Three Key Take Reflections on the Recent Donanemab Approval
The last 20 years of drug development in Alzheimer’s disease reflect a coevolution of imaging agents and amyloid-targeting monoclonal therapies, informed by the amyloid hypothesis and predicated on the need for early intervention which, itself relies on early visualization of PET biomarkers. This co-evolution is reflected in approval trends within the Alzheimer’s space: from accelerated approval based on the surrogate endpoint of amyloid plaque reduction (aducanumab), to surrogate endpoint-based accelerated approval followed by full approval using clinical endpoints (lecanemab) to, in the case of the July 2, 2024 donanemab decision, full approval based on clinical endpoints following an earlier rejection of accelerated approval.

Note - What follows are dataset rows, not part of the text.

// Aglogen Assistant — Anthropic Messages API provider

use async_trait::async_trait;
use reqwest::Client;
use serde_json::{json, Value};

use super::*;

pub const ANTHROPIC_BASE_URL: &str = "https://api.anthropic.com/v1";
const ANTHROPIC_VERSION: &str = "2023-06-01";

pub struct AnthropicProvider {
    api_key: String,
    api_base: String,
    model: String,
    client: Client,
    retry: RetryPolicy,
}

impl AnthropicProvider {
    pub fn new(api_key: impl Into<String>, model: impl Into<String>, api_base: Option<&str>) -> anyhow::Result<Self> {
        Ok(Self {
            api_key: api_key.into(),
            api_base: api_base
                .filter(|b| !b.is_empty())
                .unwrap_or(ANTHROPIC_BASE_URL)
                .to_string(),
            model: model.into(),
            client: http_client()?,
            retry: RetryPolicy::default(),
        })
    }

    pub fn with_retry(mut self, retry: RetryPolicy) -> Self {
        self.retry = retry;
        self
    }

    /// System messages are lifted out by the caller; tool results travel as
    /// `tool_result` blocks inside a user turn.
    fn format_messages(messages: &[ChatMessage]) -> Vec<Value> {
        messages
            .iter()
            .filter(|m| m.role != "system")
            .map(|msg| match (msg.role.as_str(), &msg.tool_calls) {
                ("tool", _) => json!({
                    "role": "user",
                    "content": [{
                        "type": "tool_result",
                        "tool_use_id": msg.tool_call_id.clone().unwrap_or_default(),
                        "content": msg.content,
                    }]
                }),
                ("assistant", Some(calls)) => {
                    let mut blocks = Vec::new();
                    if !msg.content.is_empty() {
                        blocks.push(json!({"type": "text", "text": msg.content}));
                    }
                    blocks.extend(calls.iter().map(|c| {
                        json!({"type": "tool_use", "id": c.id, "name": c.name, "input": c.arguments})
                    }));
                    json!({"role": "assistant", "content": blocks})
                }
                (role, _) => json!({"role": role, "content": msg.content}),
            })
            .collect()
    }

    fn format_tools(tools: &[Value]) -> Vec<Value> {
        tools
            .iter()
            .map(|t| {
                json!({
                    "name": tool_field(t, "name"),
                    "description": tool_field(t, "description"),
                    "input_schema": tool_schema(t),
                })
            })
            .collect()
    }

    fn system_prompt(messages: &[ChatMessage], options: &CompletionOptions) -> Option<String> {
        let mut parts: Vec<&str> = Vec::new();
        if let Some(system) = options.system_prompt.as_deref().filter(|s| !s.is_empty()) {
            parts.push(system);
        }
        parts.extend(messages.iter().filter(|m| m.role == "system").map(|m| m.content.as_str()));
        if parts.is_empty() {
            None
        } else {
            Some(parts.join("\n\n"))
        }
    }

    async fn send(&self, messages: &[ChatMessage], tools: &[Value], options: &CompletionOptions) -> AIResponse {
        let url = format!("{}/messages", self.api_base.trim_end_matches('/'));
        let mut body = json!({
            "model": self.model,
            "max_tokens": options.max_tokens,
            "temperature": options.temperature,
            "messages": Self::format_messages(messages),
        });
        if let Some(system) = Self::system_prompt(messages, options) {
            body["system"] = json!(system);
        }
        if !tools.is_empty() {
            body["tools"] = json!(Self::format_tools(tools));
        }

        let headers = [
            ("x-api-key", self.api_key.clone()),
            ("anthropic-version", ANTHROPIC_VERSION.to_string()),
        ];
        let result = match post_json(&self.client, &url, &headers, &body, self.retry).await {
            Ok(text) => parse_response(&text),
            Err(e) => Err(e),
        };
        result.unwrap_or_else(|e| AIResponse::api_error("anthropic", &self.model, &e))
    }
}

#[async_trait]
impl AIProvider for AnthropicProvider {
    fn provider_name(&self) -> &str {
        "anthropic"
    }

    fn model_name(&self) -> &str {
        &self.model
    }

    async fn complete(&self, messages: &[ChatMessage], options: &CompletionOptions) -> AIResponse {
        self.send(messages, &[], options).await
    }

    async fn complete_with_tools(
        &self,
        messages: &[ChatMessage],
        tools: &[Value],
        options: &CompletionOptions,
    ) -> AIResponse {
        self.send(messages, tools, options).await
    }
}

pub(crate) fn parse_response(body: &str) -> anyhow::Result<AIResponse> {
    let v: Value = serde_json::from_str(body)?;
    check_api_error(&v)?;

    let blocks = v
        .get("content")
        .and_then(Value::as_array)
        .ok_or_else(|| anyhow::anyhow!("No content in Anthropic response"))?;

    let mut content = None;
    let mut tool_calls = Vec::new();
    for block in blocks {
        match block.get("type").and_then(Value::as_str) {
            Some("text") => {
                content = block.get("text").and_then(Value::as_str).map(str::to_string);
            }
            Some("tool_use") => tool_calls.push(ToolCall {
                id: block.get("id").and_then(Value::as_str).unwrap_or("").to_string(),
                name: block.get("name").and_then(Value::as_str).unwrap_or("").to_string(),
                arguments: block
                    .get("input")
                    .and_then(Value::as_object)
                    .cloned()
                    .unwrap_or_default(),
            }),
            _ => {}
        }
    }

    let stop_reason = match v.get("stop_reason").and_then(Value::as_str) {
        Some("tool_use") => StopReason::ToolUse,
        Some("max_tokens") => StopReason::MaxTokens,
        _ => StopReason::EndTurn,
    };
    let usage = v
        .get("usage")
        .map(|u| TokenUsage {
            input_tokens: u.get("input_tokens").and_then(Value::as_u64).unwrap_or(0),
            output_tokens: u.get("output_tokens").and_then(Value::as_u64).unwrap_or(0),
        })
        .unwrap_or_default();

    Ok(AIResponse {
        content,
        tool_calls,
        stop_reason,
        usage,
        model: v.get("model").and_then(Value::as_str).unwrap_or("").to_string(),
        provider: "anthropic".to_string(),
    })
}
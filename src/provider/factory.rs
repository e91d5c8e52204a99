// Aglogen Assistant — Provider factory

use std::collections::HashMap;

use super::{AIProvider, AnthropicProvider, OpenAICompatibleProvider};

pub const SUPPORTED_PROVIDERS: [&str; 4] = ["anthropic", "openai", "groq", "xai"];

/// Human-readable provider name.
pub fn provider_display(provider_name: &str) -> Option<&'static str> {
    match provider_name {
        "anthropic" => Some("Anthropic (Claude)"),
        "openai" => Some("OpenAI (GPT)"),
        "groq" => Some("Groq"),
        "xai" => Some("xAI (Grok)"),
        _ => None,
    }
}

/// Builds providers by name. Base URLs can be overridden per provider, for
/// self-hosted gateways.
#[derive(Debug, Clone, Default)]
pub struct ProviderFactory {
    api_bases: HashMap<String, String>,
}

impl ProviderFactory {
    pub fn new() -> Self {
        Self::default()
    }

    pub fn with_api_bases(api_bases: HashMap<String, String>) -> Self {
        Self { api_bases }
    }

    pub fn supported_providers() -> Vec<&'static str> {
        SUPPORTED_PROVIDERS.to_vec()
    }

    pub fn create_provider(
        &self,
        provider_name: &str,
        api_key: &str,
        model_name: &str,
    ) -> anyhow::Result<Box<dyn AIProvider>> {
        let api_base = self.api_bases.get(provider_name).map(String::as_str);
        tracing::info!(
            provider = %provider_name,
            model = %model_name,
            api_base = %api_base.unwrap_or("(default)"),
            "Creating LLM provider"
        );

        match provider_name {
            "anthropic" => Ok(Box::new(AnthropicProvider::new(api_key, model_name, api_base)?)),
            "openai" | "groq" | "xai" => Ok(Box::new(OpenAICompatibleProvider::new(
                provider_name,
                api_key,
                model_name,
                api_base,
            )?)),
            other => anyhow::bail!(
                "Unknown provider: {}. Supported: {}",
                other,
                SUPPORTED_PROVIDERS.join(", ")
            ),
        }
    }
}

#[cfg(test)]
mod tests {
    use super::*;

    #[test]
    fn test_create_known_providers() {
        let factory = ProviderFactory::new();
        for name in SUPPORTED_PROVIDERS {
            let provider = factory.create_provider(name, "key", "model-x").unwrap();
            assert_eq!(provider.provider_name(), name);
            assert_eq!(provider.model_name(), "model-x");
            assert_eq!(provider.model_info()["provider"], name);
        }
    }

    #[test]
    fn test_every_provider_has_display_name() {
        assert!(SUPPORTED_PROVIDERS.iter().all(|p| provider_display(p).is_some()));
        assert_eq!(provider_display("xai"), Some("xAI (Grok)"));
        assert_eq!(provider_display("mistral"), None);
    }

    #[test]
    fn test_unknown_provider() {
        let err = ProviderFactory::new()
            .create_provider("mistral", "key", "m")
            .err()
            .unwrap();
        assert_eq!(
            err.to_string(),
            "Unknown provider: mistral. Supported: anthropic, openai, groq, xai"
        );
    }
}
async fn get_study_results(s: ToolServices, args: Arguments) -> HandlerResult {
    let a: ResultsArgs = parse_args(args)?;
    let user = caller(a.user)?;

    let out = s
        .store
        .read(|d| -> Result<Value, StoreError> {
            let study = d.readable_study(&user, &a.study_id)?;
            let all = d.study_simulations(study);
            let completed: Vec<&Simulation> = all
                .iter()
                .copied()
                .filter(|sim| sim.status == Status::Completed && sim.metrics.as_ref().is_some_and(|m| !m.is_empty()))
                .collect();

            if completed.is_empty() {
                return Ok(json!({
                    "study_id": study.id,
                    "study_name": study.name,
                    "status": "no_completed_simulations",
                    "message": "No simulations have completed yet with metrics available",
                }));
            }

            let mut individual = Vec::with_capacity(completed.len());
            let mut used: Map<String, Value> = Map::new();
            for key in study.parameter_grid.keys() {
                let mut values: Vec<Value> = Vec::new();
                for sim in &completed {
                    if let Some(v) = sim.parameters.get(key) {
                        if !values.contains(v) {
                            values.push(v.clone());
                        }
                    }
                }
                values.sort_by(cmp_values);
                used.insert(key.clone(), Value::Array(values));
            }
            for sim in &completed {
                let mut entry = Map::new();
                entry.insert("simulation_id".into(), json!(sim.id));
                entry.insert("parameters".into(), Value::Object(sim.parameters.clone()));
                if let Some(metrics) = &sim.metrics {
                    entry.extend(metrics.clone());
                }
                individual.push(Value::Object(entry));
            }

            let nonzero = |key: &str| -> Vec<f64> {
                completed
                    .iter()
                    .filter_map(|sim| sim.metric_f64(key))
                    .filter(|v| *v != 0.0)
                    .collect()
            };
            let df = nonzero("fractal_dimension");
            let rg = nonzero("radius_of_gyration");

            let mut summary = json!({
                "completed_simulations": completed.len(),
                "total_simulations": all.len(),
            });
            if !df.is_empty() {
                summary["fractal_dimension"] = min_max_mean(&df, 3);
            }
            if !rg.is_empty() {
                summary["radius_of_gyration"] = min_max_mean(&rg, 3);
            }

            let mut result = json!({
                "study_id": study.id,
                "study_name": study.name,
                "algorithm": study.base_algorithm,
                "varied_parameters": varied(study),
                "parameter_values_used": used,
                "summary": summary,
            });
            if a.include_individual {
                result["individual_results"] = Value::Array(individual);
            }
            Ok(result)
        })
        .await?;
    Ok(out.into())
}

#[derive(Deserialize)]
struct ListArgs {
    project_id: Option<i64>,
    status_filter: Option<String>,
    #[serde(default = "default_limit")]
    limit: i64,
    user: Option<User>,
}

fn default_limit() -> i64 {
    20
}

async fn list_studies(s: ToolServices, args: Arguments) -> HandlerResult {
    let a: ListArgs = parse_args(args)?;
    let user = caller(a.user)?;
    let project_id = a.project_id.ok_or_else(|| ToolFailure::value("project_id is required"))?;

    let status = match a.status_filter.as_deref().filter(|f| !f.is_empty()) {
        Some(filter) => Some(Status::parse(filter).ok_or_else(|| {
            ToolFailure::value(format!(
                "Invalid status_filter '{}'. Valid options: {}",
                filter,
                Status::ALL.iter().map(Status::as_str).collect::<Vec<_>>().join(", ")
            ))
        })?),
        None => None,
    };
    let limit = a.limit.max(0) as usize;

    let out = s
        .store
        .read(|d| -> Result<Value, StoreError> {
            let project = d.readable_project(&user, project_id)?;
            let mut studies: Vec<&ParametricStudy> = d
                .studies
                .values()
                .filter(|st| st.project_id == project.id)
                .filter(|st| status.map_or(true, |wanted| st.status == wanted))
                .collect();
            studies.sort_by(|x, y| y.created_at.cmp(&x.created_at));

            let rows: Vec<Value> = studies
                .into_iter()
                .take(limit)
                .map(|study| {
                    let sims = d.study_simulations(study);
                    json!({
                        "study_id": study.id,
                        "name": study.name,
                        "algorithm": study.base_algorithm,
                        "status": study.status,
                        "total_simulations": sims.len(),
                        "completed_simulations": sims.iter().filter(|sim| sim.status == Status::Completed).count(),
                        "varied_parameters": varied(study),
                        "created_at": study.created_at.to_rfc3339(),
                    })
                })
                .collect();

            Ok(json!({
                "project_id": project.id,
                "total_count": rows.len(),
                "studies": rows,
            }))
        })
        .await?;
    Ok(out.into())
}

What accounts for this recent pattern of approvals and what lessons can developers of Alzheimer’s disease therapies and imaging agents take from this history?
The trajectory reflects at least three key factors:
- Improvements in the technology of tau PET tracers could in principle lead to appreciable advances in the diagnosis and treatment of Alzheimer’s disease. This is an area of active discovery with several sponsors of tau PET tracers currently poised to seek approval.
- Accelerated approval as a pathway to innovation is working, and arguably working particularly well in the case of AD where there is a mutually reenforcing need to develop better PET technologies to push the therapeutic window earlier and defend the cost of available therapy.
- Three years and just about 3 months after the controversial approval of Aducanumab, it’s safe to say the field has advanced. The door is not exactly wide open, but incremental progress is infinitely better than no progress. It begs the question of whether other challenging treatment modalities and indications might benefit from a similar approach.